Qualcuno, poi, voleva sapere com'è andato l'incontro con Cloud, il cane… «Benissimo. Lui un attimo le ha guardate, poi le ha annusate, loro hanno iniziato a fargli le coccole ed è scattato l'amore. Dopo cinque minuti, lo chiamavano “il nostro fratello peloso”, in italiano così: “il nostro fratello peloso”, “Cloud, il nostro fratello peloso”».
E poi la commozione, da persona vera che è, e tanta gratitudine per l’enorme affetto ricevuto dal suo pubblico. Mi viene da dire, un affetto e un rispetto meritato, certo, come ce lo meritiamo tutti, ma lei forse un po’ di più. Per lo stile con cui ha condotto la sua sterminata notorietà, per la verità con cui si racconta ogni volta in video. Per aver dato per prima fiducia a chi le vuole bene decidendo di raccontare ogni passaggio di quest’ultima storia a lieto fine. «Poi naturalmente» conclude Benedetta con gli occhi pieni di lacrime «ci tenevamo a ringraziarvi per tutto l'affetto e, soprattutto, per il rispetto che avete dimostrato nei nostri confronti in queste settimane. È stato veramente come sentire un abbraccio caldo che ci supportava nei momenti in cui magari, ecco (fa una pausa) avevamo una criticità… Però insomma, grazie. Mi commuovo. Vabbè dai, ci vediamo prestissimo».

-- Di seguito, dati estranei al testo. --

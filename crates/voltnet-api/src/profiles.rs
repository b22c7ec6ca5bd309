use std::sync::Arc;

use axum::{Extension, Json, extract::Path, extract::State, response::IntoResponse};
use uuid::Uuid;

use voltnet_db::StoreError;
use voltnet_types::api::Claims;

use crate::auth::AppStateInner;
use crate::convert::profile_from_user;
use crate::error::{ApiResult, run_blocking};

/// Identity lookup consumed by the client's read-through profile cache.
pub async fn get_profile(
    State(state): State<Arc<AppStateInner>>,
    Path(user_id): Path<Uuid>,
    Extension(_claims): Extension<Claims>,
) -> ApiResult<impl IntoResponse> {
    let db = state.clone();

    let profile = run_blocking(move || {
        let user = db
            .db
            .get_user_by_id(&user_id.to_string())?
            .ok_or(StoreError::NotFound)?;
        Ok(profile_from_user(&user))
    })
    .await?;

    Ok(Json(profile))
}
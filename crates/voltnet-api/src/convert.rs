use tracing::warn;
use uuid::Uuid;

use voltnet_db::models::{MessageRow, UserRow};
use voltnet_types::models::{Message, Profile};

pub fn parse_uuid(raw: &str, what: &str) -> Uuid {
    raw.parse().unwrap_or_else(|e| {
        warn!("Corrupt {} '{}': {}", what, raw, e);
        Uuid::default()
    })
}

pub fn parse_timestamp(raw: &str, what: &str) -> chrono::DateTime<chrono::Utc> {
    raw.parse::<chrono::DateTime<chrono::Utc>>()
        .or_else(|_| {
            // SQLite's datetime('now') default stores "YYYY-MM-DD HH:MM:SS"
            // without timezone. Parse as naive UTC and convert.
            chrono::NaiveDateTime::parse_from_str(raw, "%Y-%m-%d %H:%M:%S").map(|ndt| ndt.and_utc())
        })
        .unwrap_or_else(|e| {
            warn!("Corrupt {} '{}': {}", what, raw, e);
            chrono::DateTime::default()
        })
}

pub fn profile_from_user(row: &UserRow) -> Profile {
    Profile {
        id: parse_uuid(&row.id, "user id"),
        display_name: row.display_name.clone(),
        avatar_url: row.avatar_url.clone(),
    }
}

pub fn message_from_row(row: &MessageRow) -> Message {
    Message {
        id: parse_uuid(&row.id, "message id"),
        conversation_id: parse_uuid(&row.conversation_id, "conversation_id"),
        sender_id: parse_uuid(&row.sender_id, "sender_id"),
        body: row.body.clone(),
        is_read: row.is_read,
        read_at: row.read_at.as_deref().map(|t| parse_timestamp(t, "read_at")),
        created_at: parse_timestamp(&row.created_at, "message created_at"),
    }
}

Perché adesso è il momento di spegnere la telecamera e buttarsi nella vita vera. La grande avventura di Benedetta, Marco e delle loro bambine, comincia proprio da qui: da un buongiorno detto con un po’ di emozione, da una spesa fatta insieme, da un cane con cui fare le coccole e una famiglia che, finalmente, è tornata a casa. Il resto, come ha promesso Benedetta, ce lo racconteranno con calma.